Und steckst die Karten ein.
Wer weiß, wofür du sie noch brauchen kannst.
„Es war meine Idee“, erklärt Nerex in die Stille hinein.
„Rot für Beziehung, blau für Distanz. Aber glaub mir, das hier ist erst der Anfang. Nicht mehr lange und dann gebe ich dir den wahren Kartenstapel und fordere dich heraus. Du wirst mir nicht entkommen, Menschlein.“ Er grinst. „Bis dahin: Lies das Buch, dann findest du weitere Karten! Sogar eine vom goldenen Seelenfinder Breanos.
AndraRg
Andrarg
„Ich wusste gleich bei meiner ersten Begegnung mit Andrarg, dass ich jemand Besonderen getroffen hatte. Er vermochte es mich aus meiner Trauer herauszureißen, die ich wegen meines verstorbenen Zuchtmeisters hatte. Einfach so, nur durch seine Anwesenheit. Ich erkannte in ihm Licht, aber das ist nicht für alle sichtbar. Nach außen hin ist er oft schroff, befehlend und belehrend. Er zeigt nicht, welche Liebe er zu Büchern hegt, zur Geschichte. Wie sanft er sein kann. Wie gut er zuhören kann. Und es gibt Tage, da dringe ich nicht zu ihm durch, als wäre er von einer düsteren Mauer umgeben. Gleichzeitig schafft er es, dass ich stärker werde. Dass ich kämpfen kann. Selbst das Bogenschießen ist nicht mehr schlimm, wenn er dabei ist.“
Andrarg
„Das Leben auf Erirfort ist eigentlich ganz geruhsam. Bis zu dem Tag als der neue Zuchtmeister eintraf. Ich denke nicht, dass er mich bemerkt hat, aber ich sehe ihn. Wie er aussieht! Jung. Stark. Kantig. Er hat Kraft und Macht. Ich denke, bei ihm könnte ich sicher sein. Oder er reißt mich mit in den Abgrund, ich bin mir nicht ganz sicher. Keiner der anderen Soldaten hat eine solche Präsenz. Ob er als Zuchtmeister jemanden an seiner Seite gebrauchen kann? Ach, das sind nur Träume. Josha wird erwachsen werden und dann ist Andrarg wieder fort. Aber wirklich. Ich habe noch nie jemanden wie ihn getroffen.“
Ich hätte kämpfen können. Ich wäre getötet worden. Dann wäre alles vorüber. Aber jetzt, in diesem Moment, wo ich wusste, dass es eine Möglichkeit gab, rang ich mich dazu nicht mehr durch.

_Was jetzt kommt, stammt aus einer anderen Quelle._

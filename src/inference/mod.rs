//! Reusable inference and MCMC utility types.
//!
//! The sampler is generic over [`LogDensity`]: any target that can report its
//! dimension, its log density with gradient on the unconstrained scale, and a
//! map back to the constrained scale can be sampled with [`sample_chains`].

use serde::{Deserialize, Serialize};
use thiserror::Error;

pub mod adapt;
pub mod chain;
pub mod control;
pub mod diagnostics;
pub mod hamiltonian;
pub mod nuts;

pub use chain::{AdaptationInfo, Chain, DrawStats, sample_chains};
pub use control::{CancellationToken, SamplingControl};
pub use diagnostics::{
    ConvergenceSummary, ConvergenceThresholds, DiagnosticsError, ParameterDiagnostics, Warning,
    autocorrelation, divergence_warnings, ebfmi, effective_sample_size, split_rhat,
    summarize_convergence, tail_effective_sample_size,
};

/// Errors for sampler configuration and execution.
#[derive(Debug, Error, Clone, PartialEq)]
pub enum InferenceError {
    #[error("warmup and sampling iterations must both be positive")]
    InvalidIterations,
    #[error("at least one chain is required")]
    InvalidChainCount,
    #[error("target acceptance probability must lie in (0, 1); found {0}")]
    InvalidTargetAcceptance(f64),
    #[error("maximum tree depth must be in 1..=30; found {0}")]
    InvalidTreeDepth(usize),
    #[error("multi-chain seed stride must be positive")]
    InvalidSeedStride,
    #[error("initial jitter must be finite and non-negative; found {0}")]
    InvalidJitter(f64),
    #[error("chain {chain}: log density or gradient is non-finite at every initial point tried")]
    NonFiniteDensity { chain: usize },
    #[error("initial point has dimension {found}; target expects {expected}")]
    DimensionMismatch { expected: usize, found: usize },
    #[error("sampling was cancelled")]
    Cancelled,
    #[error("sampling exceeded its wall-clock budget")]
    TimedOut,
    #[error("chain worker panicked")]
    WorkerPanicked,
}

/// NUTS schedule and tuning targets.
#[derive(Debug, Clone, Copy, PartialEq, Serialize, Deserialize)]
pub struct SamplerConfig {
    pub warmup_iterations: usize,
    pub sampling_iterations: usize,
    pub num_chains: usize,
    pub target_accept_probability: f64,
    pub max_tree_depth: usize,
    pub seed: u64,
    /// Chain `c` is seeded with `seed + c * seed_stride`.
    pub seed_stride: u64,
    /// Half-width of the uniform jitter added to the initial point of each chain.
    pub init_jitter: f64,
}

impl Default for SamplerConfig {
    fn default() -> Self {
        Self {
            warmup_iterations: 1_000,
            sampling_iterations: 1_000,
            num_chains: 4,
            target_accept_probability: 0.8,
            max_tree_depth: 10,
            seed: 42,
            seed_stride: 10_000,
            init_jitter: 0.5,
        }
    }
}

impl SamplerConfig {
    /// # Errors
    ///
    /// Returns `InferenceError` if schedule values are invalid.
    pub fn validate(self) -> Result<(), InferenceError> {
        if self.warmup_iterations == 0 || self.sampling_iterations == 0 {
            return Err(InferenceError::InvalidIterations);
        }
        if self.num_chains == 0 {
            return Err(InferenceError::InvalidChainCount);
        }
        if !(self.target_accept_probability > 0.0 && self.target_accept_probability < 1.0) {
            return Err(InferenceError::InvalidTargetAcceptance(
                self.target_accept_probability,
            ));
        }
        if self.max_tree_depth == 0 || self.max_tree_depth > 30 {
            return Err(InferenceError::InvalidTreeDepth(self.max_tree_depth));
        }
        if self.num_chains > 1 && self.seed_stride == 0 {
            return Err(InferenceError::InvalidSeedStride);
        }
        if !(self.init_jitter.is_finite() && self.init_jitter >= 0.0) {
            return Err(InferenceError::InvalidJitter(self.init_jitter));
        }
        Ok(())
    }

    /// Deterministic seed for one chain.
    #[must_use]
    pub fn chain_seed(self, chain_index: usize) -> u64 {
        let index_u64 = u64::try_from(chain_index).unwrap_or(u64::MAX);
        self.seed
            .wrapping_add(index_u64.saturating_mul(self.seed_stride))
    }

    /// Total retained draws across all chains.
    #[must_use]
    pub const fn retained_draws(self) -> usize {
        self.sampling_iterations * self.num_chains
    }
}

/// A differentiable log density on an unconstrained parameter vector.
pub trait LogDensity: Sync {
    /// Number of unconstrained parameters.
    fn dim(&self) -> usize;

    /// Log density at `position`, writing its gradient into `gradient`.
    ///
    /// Returns a non-finite value when the density cannot be evaluated.
    fn log_density_and_gradient(&self, position: &[f64], gradient: &mut [f64]) -> f64;

    /// Map an unconstrained position to the constrained values that are stored per draw.
    fn constrain(&self, position: &[f64]) -> Vec<f64> {
        position.to_vec()
    }
}

#[cfg(test)]
mod tests {
    use super::*;

    #[test]
    fn config_validation_rejects_zero_iterations() {
        let config = SamplerConfig {
            sampling_iterations: 0,
            ..SamplerConfig::default()
        };
        assert_eq!(config.validate(), Err(InferenceError::InvalidIterations));
    }

    #[test]
    fn config_validation_rejects_zero_chains() {
        let config = SamplerConfig {
            num_chains: 0,
            ..SamplerConfig::default()
        };
        assert_eq!(config.validate(), Err(InferenceError::InvalidChainCount));
    }

    #[test]
    fn config_validation_rejects_target_outside_unit_interval() {
        for target in [0.0, 1.0, f64::NAN] {
            let config = SamplerConfig {
                target_accept_probability: target,
                ..SamplerConfig::default()
            };
            assert!(matches!(
                config.validate(),
                Err(InferenceError::InvalidTargetAcceptance(_))
            ));
        }
    }

    #[test]
    fn chain_seeds_follow_stride() {
        let config = SamplerConfig {
            seed: 5,
            seed_stride: 100,
            ..SamplerConfig::default()
        };
        assert_eq!(config.chain_seed(0), 5);
        assert_eq!(config.chain_seed(3), 305);
        assert!(config.validate().is_ok());
    }
}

Aus Andrargs Schriften – Teil 1: Die Prophezeiung
Josha
Josha
„Ich hatte zu viele Brüder, Josha hat zu wenige. Beides ist nicht richtig. Er ist ein guter Junge. Diszipliniert und freundlich, hat für jeden ein offenes Ohr. Er glaubt nur nicht, dass er ein guter Graf werden wird. Ein wenig mehr Selbstvertrauen würde ihm gut tun. Oder etwas mehr aus sich herauskommen. Vielleicht hätte er lieber Schreiber werden sollen, wie ich. Aber nein. Ich bin mir sicher, er kann führen. Er braucht nur noch Zeit. Nicht jeder ist mit 14 schon zum Herrscher gemacht. Ich wünschte nur, ich könnte mehr tun, um sein Alleinsein zu mindern.“
Josha
„Ich weiß, was Vexkar mit ihm will. Aber ich kann es eigentlich nicht glauben. Er ist doch nur einer dieser faden Menschen. Schlimmer noch, er scheint einfach keine Gefühle wie Angst und Schmerz zu haben. Sollte nicht ein Junge, der nie eine Mutter gehabt hat, mehr davon spüren? Kann ein Vater das wirklich ersetzen? Nicht, dass ich wüsste, wie es ist, einen Vater zu haben. Aber ganz ehrlich? Der Junge ist so langweilig und unscheinbar wie seine weißen Haare. Da gab es unter seinen Ahnen wirklich so manch interessanteren Vertreter der menschlichen Spezies. Was der Davos nur an ihm findet? Wenigstens dazu taugt er – als Druckmittel.“
Graf Percys Sohn war gerade über das Kindlichsein hinaus, vielleicht erst seit Kurzem in dem Alter, wo er sich die ersten Bartstoppeln entfernen musste, vierzehn oder fünfzehn, bestimmt nicht älter.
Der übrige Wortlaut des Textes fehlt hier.